County in Virginia, United States

Buckingham County is a rural United States county located in the Commonwealth of Virginia, and containing the geographic center of the state. Buckingham County is part of the Piedmont region of Virginia, and the county seat is Buckingham Courthouse.

Buckingham County was created in 1761 from the southeastern portion of Albemarle County and was predominantly farmland. The county was probably named in honor of the Duke of Buckingham, though the precise origin is uncertain. Several changes were made to the borders, until the existing boundaries were established in 1860.

As of the 2020 census, the county population was 16,824.

==History==
Buckingham County, lying south of the James River and in the Piedmont at the geographic center of the state, was established on May 1, 1761, from the southeastern portion of Albemarle County. The origin of the county name probably comes from the Duke of Buckingham (Buckinghamshire, England). Some sources say that the county was named for Archibald Cary's estate "Buckingham," which was located on Willis Creek. This is the only Buckingham County in the United States.

In 1778 a small triangular area bordering the James River was given to Cumberland County. In 1845, another part was taken from Buckingham to form the northern portion of Appomattox County. A final adjustment of the Appomattox-Buckingham county line was made in 1860, and Buckingham's borders then became fixed in their current form. A fire destroyed the courthouse (designed by Thomas Jefferson) in 1869, and most of the early records of this county were lost.

In the nineteenth century the county was settled more heavily by people migrating from the Tidewater area. It was devoted chiefly to plantations, worked by enslaved black Americans. These were converted from tobacco cultivation to mixed farming and pulpwood harvesting as the markets changed and the soil became exhausted from tobacco. These new types of uses required fewer slaves, and many were sold from the Upper South in the domestic slave trade to the Deep South, where cotton cultivation expanded dramatically in the antebellum period.

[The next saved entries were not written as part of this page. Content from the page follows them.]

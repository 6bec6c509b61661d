//! XDG config store adapter

use std::path::PathBuf;

use async_trait::async_trait;
use tokio::fs;

use crate::application::ports::ConfigStore;
use crate::domain::config::AppConfig;
use crate::domain::error::ConfigError;

const APP_DIR: &str = "clipman";
const FILE_NAME: &str = "config.toml";

/// XDG-compliant config store
pub struct XdgConfigStore {
    path: PathBuf,
}

impl XdgConfigStore {
    /// Store at `$XDG_CONFIG_HOME/clipman/config.toml`, or the platform
    /// config directory when the variable is unset
    pub fn new() -> Self {
        let base = std::env::var_os("XDG_CONFIG_HOME")
            .filter(|v| !v.is_empty())
            .map(PathBuf::from)
            .or_else(dirs::config_dir)
            .unwrap_or_else(|| PathBuf::from(".config"));

        Self {
            path: base.join(APP_DIR).join(FILE_NAME),
        }
    }

    /// Create with custom path
    pub fn with_path(path: impl Into<PathBuf>) -> Self {
        Self { path: path.into() }
    }

    fn parse_toml(content: &str) -> Result<AppConfig, ConfigError> {
        toml::from_str(content).map_err(|e| ConfigError::ParseError(e.to_string()))
    }

    fn to_toml(config: &AppConfig) -> Result<String, ConfigError> {
        toml::to_string_pretty(config).map_err(|e| ConfigError::WriteError(e.to_string()))
    }
}

impl Default for XdgConfigStore {
    fn default() -> Self {
        Self::new()
    }
}

#[async_trait]
impl ConfigStore for XdgConfigStore {
    async fn load(&self) -> Result<AppConfig, ConfigError> {
        if !self.exists() {
            return Ok(AppConfig::empty());
        }

        let content = fs::read_to_string(&self.path)
            .await
            .map_err(|e| ConfigError::ReadError(e.to_string()))?;

        Self::parse_toml(&content)
    }

    async fn save(&self, config: &AppConfig) -> Result<(), ConfigError> {
        if let Some(parent) = self.path.parent() {
            fs::create_dir_all(parent)
                .await
                .map_err(|e| ConfigError::WriteError(e.to_string()))?;
        }

        let content = Self::to_toml(config)?;

        fs::write(&self.path, content)
            .await
            .map_err(|e| ConfigError::WriteError(e.to_string()))
    }

    fn path(&self) -> PathBuf {
        self.path.clone()
    }

    fn exists(&self) -> bool {
        self.path.exists()
    }

    async fn init(&self) -> Result<(), ConfigError> {
        if self.exists() {
            return Err(ConfigError::AlreadyExists(
                self.path.to_string_lossy().to_string(),
            ));
        }

        self.save(&AppConfig::defaults()).await
    }
}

During the twentieth century, Joe Thompson bought the Buckingham Mill. In 1945 he put into place the long system of utilizing grain which used sifters as the grain was ground. Seven years later he added grain elevators. This was the last mill to make flour in Buckingham County and represents a time when America relied on small farms and small business owners.

In the 21st century, large tracts of land are held by companies such as WestVaco, which sell pulpwood and other timber products to the paper mills and wood product producers. It is still largely rural, with areas devoted to recreation such as fishing and hunting.

During the American Civil War, General Robert E. Lee's army marched through the county during his retreat on their way to surrender at Appomattox, Virginia. A marker in the cemetery of Trinity Presbyterian Church in New Canton reads:

According to the oral history of Trinity Presbyterian Church and this community, here are 45 Confederate and Union soldiers buried in mass graves directly behind this church. They left Appomattox after the surrender and headed for their homes north of here. Sick with disease, they died in a nearby camp. That they may not be forgotten, this plaque is placed by the Elliott Grays UDC Chapter #1877 2003.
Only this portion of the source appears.